# CME538 - Introduction to Data Science

## Tutorial 4 - JSON, Datetime and Visualization 
By Navid Kayhani, Marc Saleh
### Goals

### Tutorial Structure


1. JSON files Basics

    1.1 Loading JSON file
    
    2.2 Writing JSON file
    
    3.3 Accessing data in a json dictionary


2. Lecture Content Recap

    2.1 Working with strings for text analysis
    
    2.2. Working with datetime data type
    
    2.3. Visualization examples with Seaborn
    
    

<a id='section0'></a>
## Setup Notebook
At the start of a notebook, we need to import the Python packages we plan to use.
* [NumPy](https://numpy.org/) - A library for the Python programming language, adding support for large, multi-dimensional arrays and matrices, along with a large collection of high-level mathematical functions to operate on these arrays. NumPy was introcuded in Lecture 4 and we will learn more about its functionality in this lecture. It is customary to `import numpy as np`.
* [Pandas](https://pandas.pydata.org/) - pandas is a fast, powerful, flexible and easy to use open source data analysis and manipulation tool, built on top of the Python programming language. Lecture 5 and 6 will do a deep dive into the core functionality of Pandas. It is customary to `import pandas as pd`. 
* [Seaborn](https://seaborn.pydata.org/) - Seaborn is a Python data visualization library based on matplotlib. It provides a high-level interface for drawing attractive and informative statistical graphics. We will use Seaborn throughout CIV1498 for data visualization. It is customary to `import seaborn as sns`.  
* [Maplotlib](https://matplotlib.org//) - Matplotlib is a comprehensive library for creating static, animated, and interactive visualizations in Python. We will use Matplotlib throughout CIV1498 for data visualization. It is customary to `import matplotlib.pyplot as plt`. 

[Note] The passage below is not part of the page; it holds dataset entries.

//! Domain error types with stable wire codes.
//!
//! Every failure a caller can observe carries a `code()` string that is
//! part of the public contract; messages may change, codes do not.

use async_graphql::ErrorExtensions;
use axum::http::StatusCode;
use thiserror::Error;

/// Structural rejection of the inbound request, before execution.
#[derive(Debug, Clone, PartialEq, Eq, Error)]
pub enum GuardError {
    #[error("Only POST is accepted on /graphql")]
    MethodNotAllowed,

    #[error("Content-Type must be application/json")]
    UnsupportedContentType,

    #[error("Request body exceeds the configured size limit")]
    BodyTooLarge,

    #[error("Request body is not valid JSON")]
    InvalidJson,

    #[error("Batched (array) requests are not supported")]
    BatchingNotSupported,

    #[error("Request body must be a JSON object")]
    InvalidRequestBody,

    #[error("The query field must be a non-null string")]
    InvalidQuery,

    #[error("Query length {length} exceeds the maximum of {max}")]
    QueryTooLarge { length: usize, max: usize },

    #[error("variables must be an object or null")]
    InvalidVariables,

    #[error("operationName must be a string or null")]
    InvalidOperationName,
}

impl GuardError {
    pub fn code(&self) -> &'static str {
        match self {
            GuardError::MethodNotAllowed => "METHOD_NOT_ALLOWED",
            GuardError::UnsupportedContentType => "UNSUPPORTED_CONTENT_TYPE",
            GuardError::BodyTooLarge => "BODY_TOO_LARGE",
            GuardError::InvalidJson => "INVALID_JSON",
            GuardError::BatchingNotSupported => "BATCHING_NOT_SUPPORTED",
            GuardError::InvalidRequestBody => "INVALID_REQUEST_BODY",
            GuardError::InvalidQuery => "INVALID_QUERY",
            GuardError::QueryTooLarge { .. } => "QUERY_TOO_LARGE",
            GuardError::InvalidVariables => "INVALID_VARIABLES",
            GuardError::InvalidOperationName => "INVALID_OPERATION_NAME",
        }
    }

    pub fn status(&self) -> StatusCode {
        match self {
            GuardError::MethodNotAllowed => StatusCode::METHOD_NOT_ALLOWED,
            GuardError::UnsupportedContentType => StatusCode::UNSUPPORTED_MEDIA_TYPE,
            GuardError::BodyTooLarge | GuardError::QueryTooLarge { .. } => {
                StatusCode::PAYLOAD_TOO_LARGE
            }
            _ => StatusCode::BAD_REQUEST,
        }
    }
}

/// Rejection of an upstream path before any connection is made.
#[derive(Debug, Clone, Copy, PartialEq, Eq, Error)]
pub enum PathError {
    #[error("Path is malformed or contains traversal sequences")]
    Invalid,

    #[error("Path is outside the allowed prefixes")]
    NotAllowed,
}

impl PathError {
    pub fn code(&self) -> &'static str {
        match self {
            PathError::Invalid => "INVALID_PATH",
            PathError::NotAllowed => "PATH_NOT_ALLOWED",
        }
    }
}

/// Failure of the bounded upstream GET.
#[derive(Debug, Clone, PartialEq, Eq, Error)]
pub enum UpstreamError {
    #[error("No upstream base URL is configured")]
    NotConfigured,

    #[error(transparent)]
    Path(#[from] PathError),

    #[error("Upstream call exceeded {timeout_ms}ms")]
    Timeout { timeout_ms: u64 },

    #[error("Upstream response exceeds {max_bytes} bytes")]
    TooLarge { max_bytes: u64 },

    #[error("Upstream responded with redirect status {status}")]
    RedirectNotAllowed { status: u16 },

    #[error("Upstream responded with status {status}")]
    Status { status: u16 },

    #[error("Upstream declared JSON but the body did not parse")]
    InvalidJson,

    #[error("Upstream request failed: {0}")]
    Fetch(String),
}

impl UpstreamError {
    pub fn code(&self) -> &'static str {
        match self {
            UpstreamError::NotConfigured => "UPSTREAM_NOT_CONFIGURED",
            UpstreamError::Path(e) => e.code(),
            UpstreamError::Timeout { .. } => "UPSTREAM_TIMEOUT",
            UpstreamError::TooLarge { .. } => "UPSTREAM_RESPONSE_TOO_LARGE",
            UpstreamError::RedirectNotAllowed { .. } => "UPSTREAM_REDIRECT_NOT_ALLOWED",
            UpstreamError::Status { .. } => "UPSTREAM_ERROR",
            UpstreamError::InvalidJson => "UPSTREAM_INVALID_JSON",
            UpstreamError::Fetch(_) => "UPSTREAM_FETCH_FAILED",
        }
    }
}

impl ErrorExtensions for UpstreamError {
    fn extend(&self) -> async_graphql::Error {
        async_graphql::Error::new(self.to_string()).extend_with(|_, ext| {
            ext.set("code", self.code());
            match self {
                UpstreamError::Timeout { timeout_ms } => ext.set("timeoutMs", *timeout_ms),
                UpstreamError::TooLarge { max_bytes } => ext.set("maxResponseBytes", *max_bytes),
                UpstreamError::RedirectNotAllowed { status }
                | UpstreamError::Status { status } => ext.set("status", *status as u64),
                _ => {}
            }
        })
    }
}

#[cfg(test)]
mod tests {
    use super::*;

    #[test]
    fn guard_codes_and_statuses() {
        assert_eq!(GuardError::MethodNotAllowed.code(), "METHOD_NOT_ALLOWED");
        assert_eq!(
            GuardError::MethodNotAllowed.status(),
            StatusCode::METHOD_NOT_ALLOWED
        );
        assert_eq!(
            GuardError::UnsupportedContentType.status(),
            StatusCode::UNSUPPORTED_MEDIA_TYPE
        );
        assert_eq!(
            GuardError::QueryTooLarge { length: 11, max: 10 }.status(),
            StatusCode::PAYLOAD_TOO_LARGE
        );
        assert_eq!(GuardError::InvalidJson.status(), StatusCode::BAD_REQUEST);
        assert_eq!(
            GuardError::BatchingNotSupported.code(),
            "BATCHING_NOT_SUPPORTED"
        );
    }

    #[test]
    fn path_errors_convert_into_upstream_errors() {
        let err: UpstreamError = PathError::Invalid.into();
        assert_eq!(err.code(), "INVALID_PATH");
        let err: UpstreamError = PathError::NotAllowed.into();
        assert_eq!(err.code(), "PATH_NOT_ALLOWED");
    }

    #[test]
    fn upstream_extensions_carry_the_classification() {
        let err = UpstreamError::Timeout { timeout_ms: 250 }.extend();
        let ext = err.extensions.as_ref().unwrap();
        assert_eq!(
            ext.get("code"),
            Some(&async_graphql::Value::from("UPSTREAM_TIMEOUT"))
        );
        assert_eq!(ext.get("timeoutMs"), Some(&async_graphql::Value::from(250u64)));

        let err = UpstreamError::Status { status: 502 }.extend();
        let ext = err.extensions.as_ref().unwrap();
        assert_eq!(ext.get("status"), Some(&async_graphql::Value::from(502u64)));
    }
}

Next, we want to configure the Jupyter Notebook.
* `%matplotlib inline` - This code configured the notebook to display all plots, from Seaborn or Matplotlib, in the Notebook as opposed to in a separate pop-up window.
* `plt.style.use('fivethirtyeight')` - This code configured the plots with the "fivethirtyeight" styling, which tries to replicate the styles from the website [FiveThirtyEight](https://fivethirtyeight.com/).
* `sns.set_context("notebook")` - This sets the plotting context parameters to be optimized for a Notebook. This affects things like the size of the labels, lines, and other elements of the plot, but not the overall style.

In [None]:
# 3rd party imports
import os
import json
import pandas as pd
import seaborn as sns
from datetime import datetime
import matplotlib.pylab as plt

# Configure Notebook
#for plots to be inline
%matplotlib inline 
#for auto_complete 
%config Completer.use_jedi = False 

plt.style.use('fivethirtyeight')
sns.set_context("notebook")

# <a id='section1'></a>
## 1. JSON files Basics


We will show how JSON looks like and how to deal with JSON in Python with the example dictionary shown below. 

In [None]:
dict_doe_family = {     
    "John": {
        "first name": "John", 
        "last name": "Doe", 
        "gender": "male", 
        "age": 30, 
        "favorite_animal": "panda",
        "married": True,
        "children": ["James", "Jennifer"],
        "hobbies": ["photography", "sky diving", "reading"]},
    "Jane": {
        "first name": "Jane", 
        "last name": "Doe", 
        "gender": "female", 
        "age": 27, 
        "favorite_animal": "zebra",
        "married": False,
        "children": None,
        "hobbies": ["cooking", "gaming", "tennis"]}}

We will focus on the following methods:
* **to read JSON**: the method `json.load()`
* **to write JSON**: the method `json.dump()`

### 1.1 Loading JSON from file or string
The `load()` method is used to load a JSON encoded file as a Python dictionary:

In [None]:
# read in file content as dict using the json module
dict_doe_family = json.load(open('Doe.json', encoding='utf8'))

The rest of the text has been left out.